Given data:
//! Error types for the logger

pub type Result<T> = std::result::Result<T, LoggerError>;

#[derive(Debug, thiserror::Error)]
pub enum LoggerError {
    /// IO error with context
    #[error("IO error while {operation}: {message}")]
    IoOperation {
        operation: String,
        message: String,
        #[source]
        source: std::io::Error,
    },

    /// Generic IO error
    #[error("IO error: {0}")]
    IoError(#[from] std::io::Error),

    /// Invalid configuration with details
    #[error("Invalid configuration for {component}: {message}")]
    InvalidConfiguration { component: String, message: String },

    /// File appender error with path
    #[error("File appender error for '{path}': {message}")]
    FileAppenderError { path: String, message: String },

    /// File rotation error
    #[error("File rotation failed for '{path}': {message}")]
    FileRotationError { path: String, message: String },

    /// Writer error (generic)
    #[error("Writer error: {0}")]
    WriterError(String),
}

impl LoggerError {
    /// Create an IO operation error with context
    pub fn io_operation(
        operation: impl Into<String>,
        message: impl Into<String>,
        source: std::io::Error,
    ) -> Self {
        LoggerError::IoOperation {
            operation: operation.into(),
            message: message.into(),
            source,
        }
    }

    /// Create an invalid configuration error
    pub fn config(component: impl Into<String>, message: impl Into<String>) -> Self {
        LoggerError::InvalidConfiguration {
            component: component.into(),
            message: message.into(),
        }
    }

    /// Create a file appender error
    pub fn file_appender(path: impl Into<String>, message: impl Into<String>) -> Self {
        LoggerError::FileAppenderError {
            path: path.into(),
            message: message.into(),
        }
    }

    /// Create a file rotation error
    pub fn file_rotation(path: impl Into<String>, message: impl Into<String>) -> Self {
        LoggerError::FileRotationError {
            path: path.into(),
            message: message.into(),
        }
    }

    /// Create a writer error (generic)
    pub fn writer<S: Into<String>>(msg: S) -> Self {
        LoggerError::WriterError(msg.into())
    }
}

#[cfg(test)]
mod tests {
    use super::*;

    #[test]
    fn test_error_creation() {
        let err = LoggerError::config("RouterConfig", "empty logs directory");
        assert!(matches!(err, LoggerError::InvalidConfiguration { .. }));

        let err = LoggerError::file_appender("./logs/info.log", "Permission denied");
        assert!(matches!(err, LoggerError::FileAppenderError { .. }));
    }

    #[test]
    fn test_error_display() {
        let err = LoggerError::file_rotation("./logs/error.log", "Disk full");
        assert_eq!(
            err.to_string(),
            "File rotation failed for './logs/error.log': Disk full"
        );
    }

    #[test]
    fn test_io_operation_error() {
        let io_err = std::io::Error::new(std::io::ErrorKind::PermissionDenied, "access denied");
        let err =
            LoggerError::io_operation("creating log directory", "cannot create './logs'", io_err);

        assert!(matches!(err, LoggerError::IoOperation { .. }));
        assert!(err.to_string().contains("creating log directory"));
    }
}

Task requirements: Please return every entry exactly as it appears.

Problem solution:
//! Error types for the logger

pub type Result<T> = std::result::Result<T, LoggerError>;

#[derive(Debug, thiserror::Error)]
pub enum LoggerError {
    /// IO error with context
    #[error("IO error while {operation}: {message}")]
    IoOperation {
        operation: String,
        message: String,
        #[source]
        source: std::io::Error,
    },

    /// Generic IO error
    #[error("IO error: {0}")]
    IoError(#[from] std::io::Error),

    /// Invalid configuration with details
    #[error("Invalid configuration for {component}: {message}")]
    InvalidConfiguration { component: String, message: String },

    /// File appender error with path
    #[error("File appender error for '{path}': {message}")]
    FileAppenderError { path: String, message: String },

    /// File rotation error
    #[error("File rotation failed for '{path}': {message}")]
    FileRotationError { path: String, message: String },

    /// Writer error (generic)
    #[error("Writer error: {0}")]
    WriterError(String),
}

impl LoggerError {
    /// Create an IO operation error with context
    pub fn io_operation(
        operation: impl Into<String>,
        message: impl Into<String>,
        source: std::io::Error,
    ) -> Self {
        LoggerError::IoOperation {
            operation: operation.into(),
            message: message.into(),
            source,
        }
    }

    /// Create an invalid configuration error
    pub fn config(component: impl Into<String>, message: impl Into<String>) -> Self {
        LoggerError::InvalidConfiguration {
            component: component.into(),
            message: message.into(),
        }
    }

    /// Create a file appender error
    pub fn file_appender(path: impl Into<String>, message: impl Into<String>) -> Self {
        LoggerError::FileAppenderError {
            path: path.into(),
            message: message.into(),
        }
    }

    /// Create a file rotation error
    pub fn file_rotation(path: impl Into<String>, message: impl Into<String>) -> Self {
        LoggerError::FileRotationError {
            path: path.into(),
            message: message.into(),
        }
    }

    /// Create a writer error (generic)
    pub fn writer<S: Into<String>>(msg: S) -> Self {
        LoggerError::WriterError(msg.into())
    }
}

#[cfg(test)]
mod tests {
    use super::*;

    #[test]
    fn test_error_creation() {
        let err = LoggerError::config("RouterConfig", "empty logs directory");
        assert!(matches!(err, LoggerError::InvalidConfiguration { .. }));

        let err = LoggerError::file_appender("./logs/info.log", "Permission denied");
        assert!(matches!(err, LoggerError::FileAppenderError { .. }));
    }

    #[test]
    fn test_error_display() {
        let err = LoggerError::file_rotation("./logs/error.log", "Disk full");
        assert_eq!(
            err.to_string(),
            "File rotation failed for './logs/error.log': Disk full"
        );
    }

    #[test]
    fn test_io_operation_error() {
        let io_err = std::io::Error::new(std::io::ErrorKind::PermissionDenied, "access denied");
        let err =
            LoggerError::io_operation("creating log directory", "cannot create './logs'", io_err);

        assert!(matches!(err, LoggerError::IoOperation { .. }));
        assert!(err.to_string().contains("creating log directory"));
    }
}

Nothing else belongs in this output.